When thyroid laboratory results, clinical picture, and Myxedema Coma Diagnostic Score results are consistent with myxedema coma (>60 or >25 with a high degree of suspicion), prompt steroid and thyroid treatment are indicated.

  • Prior to treatment, obtain a random cortisol level.
  • Start IV hydrocortisone 100 mg every 8 hours until coexisting adrenal insufficiency is excluded.
  • After steroids are administered, give an initial bolus of 200–400 mcg of IV levothyroxine, followed by 50–100 mcg IV daily until the patient is tolerating oral medication (reduce this dose in older adults, patients with lower body weight, or those with a cardiac history, given the risk of complications such as arrhythmias or myocardial infarction).
  • Along with levothyroxine, some experts also recommend administering liothyronine 5–20 mcg IV once, followed by 2.5–10 mcg every 8 hours until the patient is stable and clinically improved (reduce this dose in older adults, patients with lower body weight, or those with a cardiac history). 

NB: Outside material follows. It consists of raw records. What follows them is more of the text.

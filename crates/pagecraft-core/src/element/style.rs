//! Style bags and the per-breakpoint style cascade.

use crate::breakpoint::Breakpoint;
use serde::{Deserialize, Serialize};
use std::collections::BTreeMap;

/// An open bag of presentation properties ("font-size" -> "16px", ...).
///
/// Keys are CSS-ish property names; values are raw strings owned by the
/// rendering layer. The core only interprets `px` tokens when deriving
/// responsive overlays.
#[derive(Debug, Clone, Default, PartialEq, Eq, Serialize, Deserialize)]
#[serde(transparent)]
pub struct Styles(pub BTreeMap<String, String>);

impl Styles {
    /// Create an empty style bag.
    pub fn new() -> Self {
        Self::default()
    }

    /// Look up a property.
    pub fn get(&self, property: &str) -> Option<&str> {
        self.0.get(property).map(String::as_str)
    }

    /// Set a property, replacing any previous value.
    pub fn set(&mut self, property: impl Into<String>, value: impl Into<String>) {
        self.0.insert(property.into(), value.into());
    }

    /// Remove a property.
    pub fn remove(&mut self, property: &str) -> Option<String> {
        self.0.remove(property)
    }

    /// Whether the bag has no properties.
    pub fn is_empty(&self) -> bool {
        self.0.is_empty()
    }

    /// Iterate over `(property, value)` pairs in key order.
    pub fn iter(&self) -> impl Iterator<Item = (&str, &str)> {
        self.0.iter().map(|(k, v)| (k.as_str(), v.as_str()))
    }

    /// Overlay `other` on top of this bag, returning the merged result.
    pub fn merged_with(&self, other: &Styles) -> Styles {
        let mut merged = self.clone();
        for (property, value) in other.iter() {
            merged.set(property, value);
        }
        merged
    }
}

impl FromIterator<(String, String)> for Styles {
    fn from_iter<T: IntoIterator<Item = (String, String)>>(iter: T) -> Self {
        Styles(iter.into_iter().collect())
    }
}

/// Breakpoint-scoped style overlays.
///
/// The element's base `styles` bag is the desktop layer; the tablet and
/// mobile overlays hold only the properties that differ. Resolution
/// cascades narrow-over-wide: mobile overrides tablet overrides desktop.
#[derive(Debug, Clone, Default, PartialEq, Eq, Serialize, Deserialize)]
pub struct ResponsiveStyles {
    #[serde(default, skip_serializing_if = "Styles::is_empty")]
    pub tablet: Styles,
    #[serde(default, skip_serializing_if = "Styles::is_empty")]
    pub mobile: Styles,
}

impl ResponsiveStyles {
    /// Replace the overlay for a breakpoint. Setting the desktop layer is a
    /// no-op; that layer lives in the element's base styles.
    pub fn set_overlay(&mut self, breakpoint: Breakpoint, overlay: Styles) {
        match breakpoint {
            Breakpoint::Desktop => {}
            Breakpoint::Tablet => self.tablet = overlay,
            Breakpoint::Mobile => self.mobile = overlay,
        }
    }

    /// The overlay stored for a breakpoint (empty for desktop).
    pub fn overlay(&self, breakpoint: Breakpoint) -> Option<&Styles> {
        match breakpoint {
            Breakpoint::Desktop => None,
            Breakpoint::Tablet => Some(&self.tablet),
            Breakpoint::Mobile => Some(&self.mobile),
        }
    }

    /// Resolve the effective styles at a breakpoint over the given base.
    pub fn resolve(&self, base: &Styles, breakpoint: Breakpoint) -> Styles {
        match breakpoint {
            Breakpoint::Desktop => base.clone(),
            Breakpoint::Tablet => base.merged_with(&self.tablet),
            Breakpoint::Mobile => base.merged_with(&self.tablet).merged_with(&self.mobile),
        }
    }
}
//! Geometry primitives: bounding boxes, containment, overlap testing.

use kurbo::{Point, Rect, Size};

/// Build an axis-aligned bounding box from a top-left offset and a size.
///
/// Non-finite inputs are treated as 0 so malformed document data degrades to
/// an empty box at the origin instead of poisoning downstream math.
pub fn bounds_rect(x: f64, y: f64, size: Size) -> Rect {
    let x = finite_or_zero(x);
    let y = finite_or_zero(y);
    let w = finite_or_zero(size.width);
    let h = finite_or_zero(size.height);
    Rect::new(x, y, x + w, y + h)
}

/// Replace NaN/infinite values with 0.
pub fn finite_or_zero(value: f64) -> f64 {
    if value.is_finite() { value } else { 0.0 }
}

/// Strict axis-aligned overlap test.
///
/// Boxes that merely touch along an edge do not overlap.
pub fn overlaps(a: Rect, b: Rect) -> bool {
    !(a.x1 <= b.x0 || b.x1 <= a.x0 || a.y1 <= b.y0 || b.y1 <= a.y0)
}

/// Point containment, inclusive of the box edges.
pub fn contains(rect: Rect, point: Point) -> bool {
    point.x >= rect.x0 && point.x <= rect.x1 && point.y >= rect.y0 && point.y <= rect.y1
}

/// Horizontal center of a box.
pub fn center_x(rect: Rect) -> f64 {
    (rect.x0 + rect.x1) / 2.0
}

/// Vertical center of a box.
pub fn center_y(rect: Rect) -> f64 {
    (rect.y0 + rect.y1) / 2.0
}

#[cfg(test)]
mod tests {
    use super::*;

    #[test]
    fn test_bounds_rect() {
        let rect = bounds_rect(10.0, 20.0, Size::new(100.0, 50.0));
        assert!((rect.x0 - 10.0).abs() < f64::EPSILON);
        assert!((rect.y0 - 20.0).abs() < f64::EPSILON);
        assert!((rect.x1 - 110.0).abs() < f64::EPSILON);
        assert!((rect.y1 - 70.0).abs() < f64::EPSILON);
    }

    #[test]
    fn test_bounds_rect_malformed_input() {
        let rect = bounds_rect(f64::NAN, f64::INFINITY, Size::new(100.0, f64::NAN));
        assert!((rect.x0).abs() < f64::EPSILON);
        assert!((rect.y0).abs() < f64::EPSILON);
        assert!((rect.x1 - 100.0).abs() < f64::EPSILON);
        assert!((rect.y1).abs() < f64::EPSILON);
    }

    #[test]
    fn test_overlaps() {
        let a = Rect::new(0.0, 0.0, 100.0, 100.0);
        let b = Rect::new(50.0, 50.0, 150.0, 150.0);
        assert!(overlaps(a, b));
        assert!(overlaps(b, a));
    }

    #[test]
    fn test_touching_edges_do_not_overlap() {
        let a = Rect::new(0.0, 0.0, 100.0, 100.0);
        let b = Rect::new(100.0, 0.0, 200.0, 100.0);
        assert!(!overlaps(a, b));

        let below = Rect::new(0.0, 100.0, 100.0, 200.0);
        assert!(!overlaps(a, below));
    }

    #[test]
    fn test_disjoint_boxes() {
        let a = Rect::new(0.0, 0.0, 10.0, 10.0);
        let b = Rect::new(500.0, 500.0, 510.0, 510.0);
        assert!(!overlaps(a, b));
    }

    #[test]
    fn test_contains() {
        let rect = Rect::new(0.0, 0.0, 100.0, 100.0);
        assert!(contains(rect, Point::new(50.0, 50.0)));
        assert!(contains(rect, Point::new(0.0, 0.0)));
        assert!(contains(rect, Point::new(100.0, 100.0)));
        assert!(!contains(rect, Point::new(100.1, 50.0)));
    }

    #[test]
    fn test_centers() {
        let rect = Rect::new(10.0, 20.0, 110.0, 70.0);
        assert!((center_x(rect) - 60.0).abs() < f64::EPSILON);
        assert!((center_y(rect) - 45.0).abs() < f64::EPSILON);
    }
}
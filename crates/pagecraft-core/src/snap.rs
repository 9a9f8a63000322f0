//! Snap functionality for aligning dragged elements to the grid and to
//! sibling geometry.

use crate::breakpoint::Breakpoint;
use crate::element::{Element, ElementId};
use kurbo::{Point, Rect, Size};

/// Default grid cell size for snapping (matches the visual grid).
pub const DEFAULT_GRID_SIZE: f64 = 10.0;

/// Distance threshold for guide snapping, per axis, in canvas pixels.
pub const SNAP_TOLERANCE: f64 = 10.0;

/// Result of a snap operation.
#[derive(Debug, Clone, Copy)]
pub struct SnapResult {
    /// The snapped point.
    pub point: Point,
    /// Whether the X coordinate was pulled to a grid line or guide.
    pub snapped_x: bool,
    /// Whether the Y coordinate was pulled to a grid line or guide.
    pub snapped_y: bool,
}

impl SnapResult {
    /// Create a result with no snapping (coordinates still rounded).
    pub fn free(point: Point) -> Self {
        Self {
            point: Point::new(point.x.round(), point.y.round()),
            snapped_x: false,
            snapped_y: false,
        }
    }

    /// Check if any snapping occurred.
    pub fn is_snapped(&self) -> bool {
        self.snapped_x || self.snapped_y
    }
}

/// A coordinate that pointer input may be pulled toward.
#[derive(Debug, Clone, Copy)]
pub struct SnapTarget {
    /// The snap point location.
    pub point: Point,
    /// Type of snap target for visual guide feedback.
    pub kind: SnapTargetKind,
}

/// Type of snap target.
#[derive(Debug, Clone, Copy, PartialEq, Eq)]
pub enum SnapTargetKind {
    /// Corner of an element or of the canvas.
    Corner,
    /// Midpoint of an edge.
    Midpoint,
    /// Center of an element or of the canvas.
    Center,
}

/// Snap a point to the nearest grid intersection.
pub fn snap_to_grid(point: Point, grid_size: f64) -> Point {
    Point::new(
        (point.x / grid_size).round() * grid_size,
        (point.y / grid_size).round() * grid_size,
    )
}

/// Snap a raw canvas point against the grid and a set of guide candidates.
///
/// With snapping disabled, or a degenerate grid (`grid_size <= 1`), the point
/// passes through rounded to whole pixels. Otherwise each axis first snaps
/// to the nearest grid multiple, then any candidate within
/// [`SNAP_TOLERANCE`] of the raw input on that axis overrides it; when
/// several candidates qualify the nearest one wins, so the result does not
/// depend on candidate order.
pub fn snap_point(
    point: Point,
    grid_size: f64,
    candidates: &[SnapTarget],
    enabled: bool,
) -> SnapResult {
    if !enabled || grid_size <= 1.0 {
        return SnapResult::free(point);
    }

    let grid = snap_to_grid(point, grid_size);
    let mut result = SnapResult {
        point: grid,
        snapped_x: true,
        snapped_y: true,
    };

    // Guide snapping beats grid snapping; proximity is measured against the
    // raw input, not the grid-adjusted value.
    let mut best_dx = SNAP_TOLERANCE;
    let mut best_dy = SNAP_TOLERANCE;
    for candidate in candidates {
        let dx = (point.x - candidate.point.x).abs();
        if dx <= best_dx {
            best_dx = dx;
            result.point.x = candidate.point.x;
        }
        let dy = (point.y - candidate.point.y).abs();
        if dy <= best_dy {
            best_dy = dy;
            result.point.y = candidate.point.y;
        }
    }

    result
}

/// The nine guide points of a bounding box: corners, edge midpoints, center.
pub fn targets_from_bounds(bounds: Rect) -> Vec<SnapTarget> {
    let cx = (bounds.x0 + bounds.x1) / 2.0;
    let cy = (bounds.y0 + bounds.y1) / 2.0;
    vec![
        SnapTarget { point: Point::new(bounds.x0, bounds.y0), kind: SnapTargetKind::Corner },
        SnapTarget { point: Point::new(bounds.x1, bounds.y0), kind: SnapTargetKind::Corner },
        SnapTarget { point: Point::new(bounds.x1, bounds.y1), kind: SnapTargetKind::Corner },
        SnapTarget { point: Point::new(bounds.x0, bounds.y1), kind: SnapTargetKind::Corner },
        SnapTarget { point: Point::new(cx, bounds.y0), kind: SnapTargetKind::Midpoint },
        SnapTarget { point: Point::new(bounds.x1, cy), kind: SnapTargetKind::Midpoint },
        SnapTarget { point: Point::new(cx, bounds.y1), kind: SnapTargetKind::Midpoint },
        SnapTarget { point: Point::new(bounds.x0, cy), kind: SnapTargetKind::Midpoint },
        SnapTarget { point: Point::new(cx, cy), kind: SnapTargetKind::Center },
    ]
}

/// Collect every guide candidate for a drag at one breakpoint: the canvas
/// edges/midpoints plus the bounds of every sibling element, skipping the
/// element being dragged.
pub fn collect_snap_targets(
    canvas: Size,
    elements: &[Element],
    breakpoint: Breakpoint,
    exclude: Option<ElementId>,
) -> Vec<SnapTarget> {
    let mut targets = targets_from_bounds(Rect::new(0.0, 0.0, canvas.width, canvas.height));
    for element in elements {
        if Some(element.id) == exclude || !element.visible {
            continue;
        }
        targets.extend(targets_from_bounds(element.bounds(breakpoint)));
    }
    targets
}
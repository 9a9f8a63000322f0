//! Element type vocabulary and per-type sizing rules.

use kurbo::Size;
use serde::{Deserialize, Serialize};

/// The closed vocabulary of element types the library can drop onto the
/// canvas.
///
/// The type determines which sizing and positioning rules responsive
/// scaling applies: sections are full-bleed, popups use fixed per-breakpoint
/// widths, everything else scales proportionally.
#[derive(Debug, Clone, Copy, PartialEq, Eq, Hash, Serialize, Deserialize)]
#[serde(rename_all = "lowercase")]
pub enum ElementKind {
    /// Full-bleed top-level band; always spans the canvas width.
    Section,
    /// Overlay dialog; centered by the rendering layer.
    #[serde(alias = "modal")]
    Popup,
    Heading,
    Paragraph,
    Button,
    Image,
    Icon,
    Gallery,
    Form,
    /// Free-form nesting container for advanced layouts.
    Container,
    Video,
    Divider,
}

impl ElementKind {
    /// Whether this is the full-bleed section type.
    pub fn is_section(self) -> bool {
        matches!(self, ElementKind::Section)
    }

    /// Whether this is the popup/modal overlay type.
    pub fn is_popup(self) -> bool {
        matches!(self, ElementKind::Popup)
    }

    /// Whether this type scales proportionally with the canvas width.
    ///
    /// Sections and popups have their own width rules and never do.
    pub fn scales_proportionally(self) -> bool {
        !self.is_section() && !self.is_popup()
    }

    /// Minimum size floor for this type.
    ///
    /// Scaled sizes are clamped up to this floor so elements stay usable at
    /// the narrowest breakpoint.
    pub fn min_size(self) -> Size {
        match self {
            ElementKind::Section => Size::new(320.0, 60.0),
            ElementKind::Popup => Size::new(280.0, 150.0),
            ElementKind::Heading => Size::new(80.0, 24.0),
            ElementKind::Paragraph => Size::new(120.0, 40.0),
            ElementKind::Button => Size::new(80.0, 32.0),
            ElementKind::Image => Size::new(100.0, 100.0),
            ElementKind::Icon => Size::new(24.0, 24.0),
            ElementKind::Gallery => Size::new(200.0, 150.0),
            ElementKind::Form => Size::new(220.0, 180.0),
            ElementKind::Container => Size::new(100.0, 60.0),
            ElementKind::Video => Size::new(160.0, 90.0),
            ElementKind::Divider => Size::new(80.0, 4.0),
        }
    }

    /// Default size used when this type is dropped from the library onto the
    /// desktop canvas.
    pub fn default_size(self) -> Size {
        match self {
            ElementKind::Section => Size::new(1200.0, 400.0),
            ElementKind::Popup => Size::new(600.0, 400.0),
            ElementKind::Heading => Size::new(300.0, 48.0),
            ElementKind::Paragraph => Size::new(400.0, 120.0),
            ElementKind::Button => Size::new(160.0, 48.0),
            ElementKind::Image => Size::new(300.0, 200.0),
            ElementKind::Icon => Size::new(48.0, 48.0),
            ElementKind::Gallery => Size::new(600.0, 400.0),
            ElementKind::Form => Size::new(400.0, 320.0),
            ElementKind::Container => Size::new(400.0, 300.0),
            ElementKind::Video => Size::new(480.0, 270.0),
            ElementKind::Divider => Size::new(400.0, 4.0),
        }
    }
}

  • One reasonable approach is to start with levothyroxine monotherapy and add liothyronine if there is clinical deterioration or persistent bradycardia.
  • Monitor free T4 every 1–2 days to confirm treatment response. 
  • For patients receiving liothyronine, also monitor total T3 every 1–2 days, ideally measured at the trough before the next liothyronine dose to assess steady-state exposure and avoid transient elevation.
Critical Actions
  • Take immediate steps to stabilize the patient: 
    • Secure the airway.
    • Administer IV fluids to address any hypovolemia.
    • Initiate passive rewarming for hypothermia.
    • Address electrolyte abnormalities.
    • Admit to the intensive care unit.
    • Identify and treat precipitating factors, such as infection. 
  • In patients with thyroid laboratory findings and clinical features consistent with myxedema coma, start glucocorticoid therapy followed by thyroid medication.